//! Protected-call path and the process-wide control plane.
//!
//! # Data Flow
//! ```text
//! caller.call(request)
//!     → cache (fast path on hit)
//!     → scope rate limiter (block up to the acquire timeout)
//!     → credential pool current()
//!     → scope circuit breaker → Downstream::call(credential, request)
//!     → success: cache.set
//!     → failure: pool.handle_error_for (rotate / revoke), error re-raised
//! ```
//!
//! # Design Decisions
//! - Each primitive keeps its own lock; the path takes them one after another
//! - Error classification comes from the adapter as an `ErrorKind`
//! - Retrying is opt-in via `call_with_retry` and bounded by `max_attempts`

mod caller;
mod control_plane;

use serde::de::DeserializeOwned;
use serde::Serialize;

use crate::credentials::Credential;
use crate::error::DownstreamError;

pub use caller::ProtectedCaller;
pub use control_plane::{AlreadyInstalled, ControlPlane, ControlPlaneStats};

/// The remote operation being protected.
///
/// Implementations must be safe to call from many threads at once, and must
/// tag every failure with an [`ErrorKind`](crate::error::ErrorKind).
pub trait Downstream: Send + Sync {
    type Request: ?Sized;
    type Response: Serialize + DeserializeOwned;

    fn call(&self, credential: &Credential, request: &Self::Request) -> Result<Self::Response, DownstreamError>;

    /// Cache key for `request`; `None` bypasses the cache.
    fn cache_key(&self, _request: &Self::Request) -> Option<String> {
        None
    }
}
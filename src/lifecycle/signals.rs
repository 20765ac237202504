//! OS signal handling.
//!
//! SIGINT (Ctrl+C) and, on Unix, SIGTERM both trigger graceful shutdown.

use std::sync::Arc;

use tokio::signal;

use super::Shutdown;

/// Resolve on the first SIGINT or SIGTERM.
pub async fn wait_for_signal() {
    let ctrl_c = async {
        if let Err(e) = signal::ctrl_c().await {
            tracing::error!(error = %e, "Failed to listen for Ctrl+C");
            std::future::pending::<()>().await;
        }
    };

    #[cfg(unix)]
    let terminate = async {
        match signal::unix::signal(signal::unix::SignalKind::terminate()) {
            Ok(mut stream) => {
                stream.recv().await;
            }
            Err(e) => {
                tracing::error!(error = %e, "Failed to listen for SIGTERM");
                std::future::pending::<()>().await;
            }
        }
    };

    #[cfg(not(unix))]
    let terminate = std::future::pending::<()>();

    tokio::select! {
        _ = ctrl_c => tracing::info!("Received SIGINT"),
        _ = terminate => tracing::info!("Received SIGTERM"),
    }
}

/// Trigger `shutdown` when a termination signal arrives.
pub fn spawn_signal_handler(shutdown: Arc<Shutdown>) -> tokio::task::JoinHandle<()> {
    tokio::spawn(async move {
        wait_for_signal().await;
        shutdown.trigger();
    })
}
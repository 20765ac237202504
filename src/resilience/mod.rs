//! Resilience subsystem.
//!
//! # Data Flow
//! ```text
//! Outbound call:
//!     → rate_limit.rs (acquire a slot in every window)
//!     → circuit_breaker.rs (fail fast when open, count failures)
//!     → quota.rs (daily usage and remote quota errors, for reporting)
//!     → On failure: retries.rs (decide whether the orchestrator tries again)
//! ```
//!
//! # Design Decisions
//! - Each primitive owns its own lock; none is shared across primitives
//! - Primitives observe and re-raise errors, never swallow them
//! - Retry lives in the orchestrator, never inside a primitive

pub mod circuit_breaker;
pub mod quota;
pub mod rate_limit;
pub mod retries;

pub use circuit_breaker::{CircuitBreaker, CircuitBreakerConfig, CircuitBreakerStats, CircuitState};
pub use quota::{QuotaStats, QuotaTracker};
pub use rate_limit::{RateLimiter, RateLimiterStats, WindowSpec};
pub use retries::{RetryDecision, RetryPolicy};
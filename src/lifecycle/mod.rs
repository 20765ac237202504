//! Lifecycle management subsystem.
//!
//! # Data Flow
//! ```text
//! Startup (startup.rs):
//!     Validated config → metrics → control plane → maintenance → admin
//!
//! Shutdown (shutdown.rs):
//!     Signal received → listeners notified → admin drains → exit
//!
//! Signals (signals.rs):
//!     SIGTERM/SIGINT → trigger shutdown
//! ```
//!
//! # Design Decisions
//! - Ordered startup: config first, then core, then listeners
//! - Late subscribers still observe a shutdown that already happened

pub mod maintenance;
pub mod shutdown;
pub mod signals;
pub mod startup;

pub use shutdown::{Shutdown, ShutdownListener};
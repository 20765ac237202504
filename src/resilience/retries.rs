//! Bounded retry for the protected-call orchestrator.
//!
//! # Responsibilities
//! - Decide whether a failed attempt is worth repeating
//! - Compute exponential backoff with jitter between transient failures
//!
//! # Design Decisions
//! - The primitives never retry; only the orchestrator loops, and only
//!   up to `max_attempts`
//! - Quota/leaked errors retry immediately, but only if the pool actually
//!   switched credentials
//! - Fatal, circuit-open, rate-limit and exhaustion errors stop at once
//! - Jitter (0-10% of the delay) spreads out synchronized retries

use std::time::Duration;

use rand::Rng;

use crate::error::{ErrorKind, GuardError};

/// What to do after a failed attempt.
#[derive(Debug, Clone, Copy, PartialEq, Eq)]
pub enum RetryDecision {
    /// Try again straight away (credential changed).
    RetryNow,
    /// Try again after sleeping.
    RetryAfter(Duration),
    /// Give up and surface the error.
    Stop,
}

/// Attempt budget and backoff shape.
#[derive(Debug, Clone, PartialEq, Eq)]
pub struct RetryPolicy {
    pub max_attempts: u32,
    pub base_delay: Duration,
    pub max_delay: Duration,
}

impl Default for RetryPolicy {
    fn default() -> Self {
        Self {
            max_attempts: 3,
            base_delay: Duration::from_millis(100),
            max_delay: Duration::from_millis(2000),
        }
    }
}

impl RetryPolicy {
    /// A policy that never retries.
    pub fn none() -> Self {
        Self {
            max_attempts: 1,
            ..Self::default()
        }
    }

    /// Backoff before retry number `attempt` (1-based).
    pub fn backoff(&self, attempt: u32) -> Duration {
        if attempt == 0 {
            return Duration::ZERO;
        }

        let base_ms = self.base_delay.as_millis() as u64;
        let max_ms = self.max_delay.as_millis() as u64;
        let delay_ms = base_ms
            .saturating_mul(2u64.saturating_pow(attempt - 1))
            .min(max_ms);

        let jitter_range = delay_ms / 10;
        let jitter = if jitter_range > 0 {
            rand::thread_rng().gen_range(0..jitter_range)
        } else {
            0
        };

        Duration::from_millis(delay_ms + jitter)
    }

    /// Decide after `attempt` attempts (1-based) have failed with `error`.
    ///
    /// `rotated` reports whether the credential pool switched credentials.
    pub fn decide(&self, attempt: u32, error: &GuardError, rotated: bool) -> RetryDecision {
        if attempt >= self.max_attempts {
            return RetryDecision::Stop;
        }
        match error.failure_kind() {
            Some(ErrorKind::Quota | ErrorKind::Leaked) if rotated => RetryDecision::RetryNow,
            Some(ErrorKind::Transient | ErrorKind::Unknown) => RetryDecision::RetryAfter(self.backoff(attempt)),
            _ => RetryDecision::Stop,
        }
    }
}

#[cfg(test)]
mod tests {
    use super::*;
    use crate::error::{CircuitOpenError, DownstreamError};

    #[test]
    fn test_backoff_calculation() {
        let policy = RetryPolicy::default();
        assert_eq!(policy.backoff(0), Duration::ZERO);
        assert!(policy.backoff(1) >= Duration::from_millis(100));
        assert!(policy.backoff(2) >= Duration::from_millis(200));

        let capped = policy.backoff(10);
        assert!(capped >= Duration::from_millis(2000));
        assert!(capped < Duration::from_millis(2200));
    }

    #[test]
    fn test_decisions() {
        let policy = RetryPolicy::default();
        let quota = GuardError::from(DownstreamError::quota("429"));
        let transient = GuardError::from(DownstreamError::transient("503"));
        let fatal = GuardError::from(DownstreamError::fatal("400"));
        let open = GuardError::from(CircuitOpenError {
            name: "x".into(),
            retry_after: Duration::from_secs(1),
            half_open: false,
        });

        assert_eq!(policy.decide(1, &quota, true), RetryDecision::RetryNow);
        assert_eq!(policy.decide(1, &quota, false), RetryDecision::Stop);
        assert!(matches!(policy.decide(1, &transient, false), RetryDecision::RetryAfter(_)));
        assert_eq!(policy.decide(1, &fatal, false), RetryDecision::Stop);
        assert_eq!(policy.decide(1, &open, false), RetryDecision::Stop);
        assert_eq!(policy.decide(3, &transient, false), RetryDecision::Stop);
    }

    #[test]
    fn test_none_never_retries() {
        let transient = GuardError::from(DownstreamError::transient("reset"));
        assert_eq!(RetryPolicy::none().decide(1, &transient, false), RetryDecision::Stop);
    }
}
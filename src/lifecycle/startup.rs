//! Startup orchestration.
//!
//! # Responsibilities
//! - Start the metrics exporter
//! - Install the process-wide control plane
//! - Start background tasks and the admin listener
//! - Block until a termination signal, then drain
//!
//! # Design Decisions
//! - Fail fast: any startup error is fatal
//! - Listeners start last (traffic only when ready)

use std::net::SocketAddr;
use std::sync::Arc;
use std::time::Duration;

use thiserror::Error;
use tokio::net::TcpListener;

use super::{maintenance, signals, Shutdown};
use crate::admin::{self, AdminState};
use crate::config::GuardConfig;
use crate::guard::{AlreadyInstalled, ControlPlane};
use crate::observability::metrics;

#[derive(Debug, Error)]
pub enum StartupError {
    #[error(transparent)]
    AlreadyInstalled(#[from] AlreadyInstalled),

    #[error("invalid address '{0}'")]
    Address(String),

    #[error("failed to bind {address}: {source}")]
    Bind {
        address: String,
        #[source]
        source: std::io::Error,
    },

    #[error("admin endpoint failed: {0}")]
    Admin(#[source] std::io::Error),
}

/// Run the daemon until SIGINT/SIGTERM.
pub async fn run(config: GuardConfig) -> Result<(), StartupError> {
    if config.observability.metrics_enabled {
        let addr: SocketAddr = config
            .observability
            .metrics_address
            .parse()
            .map_err(|_| StartupError::Address(config.observability.metrics_address.clone()))?;
        metrics::init_metrics(addr);
    }

    let admin_config = config.admin.clone();
    let interval = Duration::from_secs(config.maintenance.interval_secs);
    let plane = ControlPlane::install(config)?;

    let shutdown = Arc::new(Shutdown::new());
    let _signals = signals::spawn_signal_handler(Arc::clone(&shutdown));

    let maintenance = tokio::spawn(maintenance::run(Arc::clone(&plane), interval, shutdown.subscribe()));

    let result = if admin_config.enabled {
        let listener = TcpListener::bind(&admin_config.bind_address)
            .await
            .map_err(|source| StartupError::Bind {
                address: admin_config.bind_address.clone(),
                source,
            })?;
        let state = AdminState::new(Arc::clone(&plane), &admin_config.api_key);
        admin::serve(listener, state, shutdown.subscribe())
            .await
            .map_err(StartupError::Admin)
    } else {
        tracing::info!("Admin endpoint disabled");
        shutdown.subscribe().recv().await;
        Ok(())
    };

    shutdown.trigger();
    if let Err(e) = maintenance.await {
        tracing::error!(error = %e, "Maintenance task panicked");
    }

    tracing::info!(stats = ?plane.stats().credentials, "Shutdown complete");
    result
}
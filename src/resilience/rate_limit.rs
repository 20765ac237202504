//! Multi-tier sliding-window rate limiter.
//!
//! # Algorithm
//! Each window keeps the admission instants of the last `duration`, oldest
//! first. A request is admitted only if every window still has room after
//! pruning; admission appends `now` to every window.
//!
//! ```text
//! minute: [t0 t1 t2 t3 t4]  limit 5  → full, reject
//! hour:   [.. 37 entries ..] limit 1000
//! day:    [.. 412 entries ..] limit 1500
//! ```
//!
//! # Design Decisions
//! - Window-exact (closed sliding window), not fixed buckets
//! - One lock per limiter; prune + check + append is a single critical section
//! - Blocking acquire waits on a condvar with a deadline derived from the
//!   binding window, never holding the lock while asleep
//! - Admission is not FIFO-fair across waiting threads

use std::collections::VecDeque;
use std::sync::Arc;
use std::time::{Duration, Instant};

use parking_lot::{Condvar, Mutex};
use serde::Serialize;

use crate::clock::{self, Clock};
use crate::observability::metrics;

/// Shortest wait between admission attempts in [`RateLimiter::acquire`].
const MIN_WAIT: Duration = Duration::from_millis(1);
/// Longest single wait; bounds how stale a waiter's view of the clock gets.
const MAX_WAIT: Duration = Duration::from_millis(250);

/// A named limit over a rolling duration.
#[derive(Debug, Clone, PartialEq, Eq)]
pub struct WindowSpec {
    pub name: String,
    pub duration: Duration,
    pub limit: u32,
}

impl WindowSpec {
    pub fn new(name: impl Into<String>, duration: Duration, limit: u32) -> Self {
        Self {
            name: name.into(),
            duration,
            limit,
        }
    }

    pub fn per_minute(limit: u32) -> Self {
        Self::new("minute", Duration::from_secs(60), limit)
    }

    pub fn per_hour(limit: u32) -> Self {
        Self::new("hour", Duration::from_secs(3_600), limit)
    }

    pub fn per_day(limit: u32) -> Self {
        Self::new("day", Duration::from_secs(86_400), limit)
    }
}

/// Occupancy of one window.
#[derive(Debug, Clone, PartialEq, Serialize)]
pub struct WindowStats {
    pub name: String,
    pub duration_secs: f64,
    pub limit: u32,
    pub count: usize,
}

/// Snapshot of a limiter.
#[derive(Debug, Clone, PartialEq, Serialize)]
pub struct RateLimiterStats {
    pub name: String,
    pub windows: Vec<WindowStats>,
    pub total_requests: u64,
    pub total_blocked: u64,
    pub time_until_available_secs: f64,
}

#[derive(Debug)]
struct Window {
    spec: WindowSpec,
    hits: VecDeque<Instant>,
}

impl Window {
    fn prune(&mut self, now: Instant) {
        while let Some(&oldest) = self.hits.front() {
            if now.saturating_duration_since(oldest) > self.spec.duration {
                self.hits.pop_front();
            } else {
                break;
            }
        }
    }

    fn is_full(&self) -> bool {
        self.hits.len() >= self.spec.limit as usize
    }

    /// Time until the oldest entry ages out, if the window is full.
    fn wait(&self, now: Instant) -> Duration {
        match self.hits.front() {
            Some(&oldest) if self.is_full() => self
                .spec
                .duration
                .saturating_sub(now.saturating_duration_since(oldest)),
            _ => Duration::ZERO,
        }
    }
}

#[derive(Debug)]
struct LimiterState {
    windows: Vec<Window>,
    total_requests: u64,
    total_blocked: u64,
}

impl LimiterState {
    fn prune(&mut self, now: Instant) {
        for window in &mut self.windows {
            window.prune(now);
        }
    }

    fn admit(&mut self, now: Instant) -> bool {
        self.prune(now);
        if self.windows.iter().any(Window::is_full) {
            return false;
        }
        for window in &mut self.windows {
            window.hits.push_back(now);
        }
        self.total_requests += 1;
        true
    }

    /// Wait imposed by the binding (fullest) window. Call after `prune`.
    fn wait(&self, now: Instant) -> Duration {
        self.windows
            .iter()
            .map(|w| w.wait(now))
            .max()
            .unwrap_or(Duration::ZERO)
    }
}

/// Sliding-window admission controller for one scope.
#[derive(Debug)]
pub struct RateLimiter {
    name: String,
    state: Mutex<LimiterState>,
    freed: Condvar,
    clock: Arc<dyn Clock>,
}

impl RateLimiter {
    pub fn new(name: impl Into<String>, windows: Vec<WindowSpec>) -> Self {
        Self::with_clock(name, windows, clock::system())
    }

    pub fn with_clock(name: impl Into<String>, windows: Vec<WindowSpec>, clock: Arc<dyn Clock>) -> Self {
        let name = name.into();
        tracing::info!(
            limiter = %name,
            windows = ?windows.iter().map(|w| format!("{}={}", w.name, w.limit)).collect::<Vec<_>>(),
            "Rate limiter initialized"
        );
        Self {
            name,
            state: Mutex::new(LimiterState {
                windows: windows
                    .into_iter()
                    .map(|spec| Window {
                        spec,
                        hits: VecDeque::new(),
                    })
                    .collect(),
                total_requests: 0,
                total_blocked: 0,
            }),
            freed: Condvar::new(),
            clock,
        }
    }

    /// Minute/hour/day tiers; only tiers with a limit are enforced.
    pub fn tiered(
        name: impl Into<String>,
        per_minute: Option<u32>,
        per_hour: Option<u32>,
        per_day: Option<u32>,
        clock: Arc<dyn Clock>,
    ) -> Self {
        let windows = [
            per_minute.map(WindowSpec::per_minute),
            per_hour.map(WindowSpec::per_hour),
            per_day.map(WindowSpec::per_day),
        ]
        .into_iter()
        .flatten()
        .collect();
        Self::with_clock(name, windows, clock)
    }

    pub fn name(&self) -> &str {
        &self.name
    }

    /// Admit now or refuse without waiting.
    pub fn try_acquire(&self) -> bool {
        let mut state = self.state.lock();
        if state.admit(self.clock.now()) {
            return true;
        }
        state.total_blocked += 1;
        metrics::record_rate_limited(&self.name);
        false
    }

    /// Admit, waiting up to `timeout` (forever when `None` or too far out to
    /// represent).
    ///
    /// Returns `false` on timeout; never errors.
    pub fn acquire(&self, timeout: Option<Duration>) -> bool {
        let deadline = timeout.and_then(|t| Instant::now().checked_add(t));
        let mut state = self.state.lock();
        let mut logged = false;

        loop {
            let now = self.clock.now();
            if state.admit(now) {
                return true;
            }

            let mut wait = state.wait(now).clamp(MIN_WAIT, MAX_WAIT);
            if let Some(deadline) = deadline {
                let remaining = deadline.saturating_duration_since(Instant::now());
                if remaining.is_zero() {
                    state.total_blocked += 1;
                    metrics::record_rate_limited(&self.name);
                    tracing::warn!(limiter = %self.name, timeout = ?timeout, "Rate limit acquire timed out");
                    return false;
                }
                wait = wait.min(remaining);
            }

            if !logged {
                tracing::debug!(
                    limiter = %self.name,
                    wait_secs = state.wait(now).as_secs_f64(),
                    "Rate limit reached, waiting"
                );
                logged = true;
            }

            self.freed.wait_for(&mut state, wait);
        }
    }

    /// How long until a request would be admitted; zero if one would be now.
    pub fn time_until_available(&self) -> Duration {
        let mut state = self.state.lock();
        let now = self.clock.now();
        state.prune(now);
        state.wait(now)
    }

    /// Clear all windows and counters, waking any blocked acquirers.
    pub fn reset(&self) {
        let mut state = self.state.lock();
        for window in &mut state.windows {
            window.hits.clear();
        }
        state.total_requests = 0;
        state.total_blocked = 0;
        drop(state);
        self.freed.notify_all();
        tracing::info!(limiter = %self.name, "Rate limiter reset");
    }

    pub fn stats(&self) -> RateLimiterStats {
        let mut state = self.state.lock();
        let now = self.clock.now();
        state.prune(now);
        RateLimiterStats {
            name: self.name.clone(),
            windows: state
                .windows
                .iter()
                .map(|w| WindowStats {
                    name: w.spec.name.clone(),
                    duration_secs: w.spec.duration.as_secs_f64(),
                    limit: w.spec.limit,
                    count: w.hits.len(),
                })
                .collect(),
            total_requests: state.total_requests,
            total_blocked: state.total_blocked,
            time_until_available_secs: state.wait(now).as_secs_f64(),
        }
    }
}

#[cfg(test)]
mod tests {
    use super::*;
    use crate::clock::ManualClock;

    fn limiter(windows: Vec<WindowSpec>) -> (RateLimiter, Arc<ManualClock>) {
        let clock = Arc::new(ManualClock::new());
        (RateLimiter::with_clock("test", windows, clock.clone()), clock)
    }

    #[test]
    fn test_window_exactness() {
        let (limiter, clock) = limiter(vec![WindowSpec::per_minute(5)]);
        for _ in 0..5 {
            assert!(limiter.try_acquire());
        }
        assert!(!limiter.try_acquire());

        clock.advance(Duration::from_secs(61));
        assert!(limiter.try_acquire());
    }

    #[test]
    fn test_window_boundary_is_inclusive() {
        let (limiter, clock) = limiter(vec![WindowSpec::per_minute(1)]);
        assert!(limiter.try_acquire());
        clock.advance(Duration::from_secs(60));
        assert!(!limiter.try_acquire());
        clock.advance(Duration::from_millis(1));
        assert!(limiter.try_acquire());
    }

    #[test]
    fn test_rejection_does_not_consume() {
        let (limiter, _clock) = limiter(vec![WindowSpec::per_minute(2), WindowSpec::per_hour(10)]);
        assert!(limiter.try_acquire());
        assert!(limiter.try_acquire());
        assert!(!limiter.try_acquire());
        assert!(!limiter.try_acquire());

        let stats = limiter.stats();
        assert_eq!(stats.windows[0].count, 2);
        assert_eq!(stats.windows[1].count, 2);
        assert_eq!(stats.total_requests, 2);
        assert_eq!(stats.total_blocked, 2);
    }

    #[test]
    fn test_all_tiers_must_permit() {
        let (limiter, clock) = limiter(vec![WindowSpec::per_minute(10), WindowSpec::per_hour(12)]);
        for _ in 0..10 {
            assert!(limiter.try_acquire());
        }
        assert!(!limiter.try_acquire());

        clock.advance(Duration::from_secs(61));
        assert!(limiter.try_acquire());
        assert!(limiter.try_acquire());
        // Minute window has room, hour window is full.
        assert!(!limiter.try_acquire());
        assert_eq!(limiter.stats().windows[0].count, 2);
    }

    #[test]
    fn test_time_until_available() {
        let (limiter, clock) = limiter(vec![WindowSpec::per_minute(2)]);
        assert_eq!(limiter.time_until_available(), Duration::ZERO);

        limiter.try_acquire();
        clock.advance(Duration::from_secs(10));
        limiter.try_acquire();
        assert_eq!(limiter.time_until_available(), Duration::from_secs(50));

        clock.advance(Duration::from_secs(20));
        assert_eq!(limiter.time_until_available(), Duration::from_secs(30));
    }

    #[test]
    fn test_binding_window_is_the_fullest() {
        let (limiter, clock) = limiter(vec![WindowSpec::per_minute(100), WindowSpec::per_hour(3)]);
        for _ in 0..3 {
            limiter.try_acquire();
            clock.advance(Duration::from_secs(1));
        }
        // Hour window is binding: its oldest entry is 3s old.
        assert_eq!(limiter.time_until_available(), Duration::from_secs(3_597));
    }

    #[test]
    fn test_tiered_skips_unset_tiers() {
        let clock = Arc::new(ManualClock::new());
        let limiter = RateLimiter::tiered("gemini_api", Some(60), None, Some(1500), clock);
        let names: Vec<_> = limiter.stats().windows.into_iter().map(|w| w.name).collect();
        assert_eq!(names, vec!["minute", "day"]);
    }

    #[test]
    fn test_acquire_times_out() {
        let (limiter, _clock) = limiter(vec![WindowSpec::per_minute(1)]);
        assert!(limiter.acquire(Some(Duration::from_millis(10))));

        let start = Instant::now();
        assert!(!limiter.acquire(Some(Duration::from_millis(50))));
        assert!(start.elapsed() >= Duration::from_millis(50));
    }

    #[test]
    fn test_acquire_waits_for_rollover() {
        let limiter = RateLimiter::new("real", vec![WindowSpec::new("short", Duration::from_millis(100), 1)]);
        assert!(limiter.try_acquire());

        let start = Instant::now();
        assert!(limiter.acquire(Some(Duration::from_secs(2))));
        assert!(start.elapsed() >= Duration::from_millis(90));
    }

    #[test]
    fn test_acquire_with_unbounded_timeout() {
        let (limiter, _clock) = limiter(vec![WindowSpec::per_minute(1)]);
        assert!(limiter.acquire(Some(Duration::MAX)));

        let limiter = Arc::new(limiter);
        let waiter = {
            let limiter = limiter.clone();
            std::thread::spawn(move || limiter.acquire(Some(Duration::MAX)))
        };
        std::thread::sleep(Duration::from_millis(50));
        limiter.reset();
        assert!(waiter.join().unwrap());
    }

    #[test]
    fn test_reset_wakes_waiters() {
        let (limiter, _clock) = limiter(vec![WindowSpec::per_minute(1)]);
        let limiter = Arc::new(limiter);
        assert!(limiter.try_acquire());

        let waiter = {
            let limiter = limiter.clone();
            std::thread::spawn(move || limiter.acquire(Some(Duration::from_secs(5))))
        };
        std::thread::sleep(Duration::from_millis(50));
        limiter.reset();
        assert!(waiter.join().unwrap());
    }
}
//! How the picker is presented and how it may be dismissed.

use serde::{Deserialize, Serialize};

use crate::prelude::*;

/// Presentation family chosen by the host.
#[derive(Debug, Clone, Copy, Default, PartialEq, Eq, Hash, Display, Serialize, Deserialize)]
#[serde(rename_all = "lowercase")]
pub enum PickerKind {
    /// Floating over the page: a popover, or a dialog on narrow screens
    #[default]
    #[display(fmt = "modal")]
    Modal,
    /// Inline in the page, above a full-screen click catcher
    #[display(fmt = "box")]
    Box,
}

/// Concrete container the host should render the menu in.
#[derive(Debug, Clone, Copy, PartialEq, Eq, Hash, Display, Serialize)]
#[serde(rename_all = "lowercase")]
pub enum Presentation {
    #[display(fmt = "inline")]
    Inline,
    #[display(fmt = "popover")]
    Popover,
    #[display(fmt = "dialog")]
    Dialog,
}

/// What the host should do when the user clicks outside the picker or
/// presses Escape.
#[derive(Debug, Clone, Copy, PartialEq, Eq, Hash, Display)]
pub enum DismissRequest {
    /// Flip the box picker's visibility
    #[display(fmt = "toggle")]
    Toggle,
    /// Close the popover or dialog
    #[display(fmt = "close")]
    Close,
}

impl PickerKind {
    pub const fn presentation(self, narrow_viewport: bool) -> Presentation {
        match self {
            Self::Box => Presentation::Inline,
            Self::Modal if narrow_viewport => Presentation::Dialog,
            Self::Modal => Presentation::Popover,
        }
    }

    /// The host action an outside click or Escape requests. Box pickers
    /// ignore both when `close_on_click_outside` is off.
    pub const fn dismiss(self, close_on_click_outside: bool) -> Option<DismissRequest> {
        match self {
            Self::Box if close_on_click_outside => Some(DismissRequest::Toggle),
            Self::Box => None,
            Self::Modal => Some(DismissRequest::Close),
        }
    }
}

────────

■ **PROBLEM STATEMENT**:
The answer must consist of each line from the data that includes the string "const".

■ **RESPONSE**:
const MIN_WAIT: Duration = Duration::from_millis(1);
const MAX_WAIT: Duration = Duration::from_millis(250);
    pub const fn presentation(self, narrow_viewport: bool) -> Presentation {
    pub const fn dismiss(self, close_on_click_outside: bool) -> Option<DismissRequest> {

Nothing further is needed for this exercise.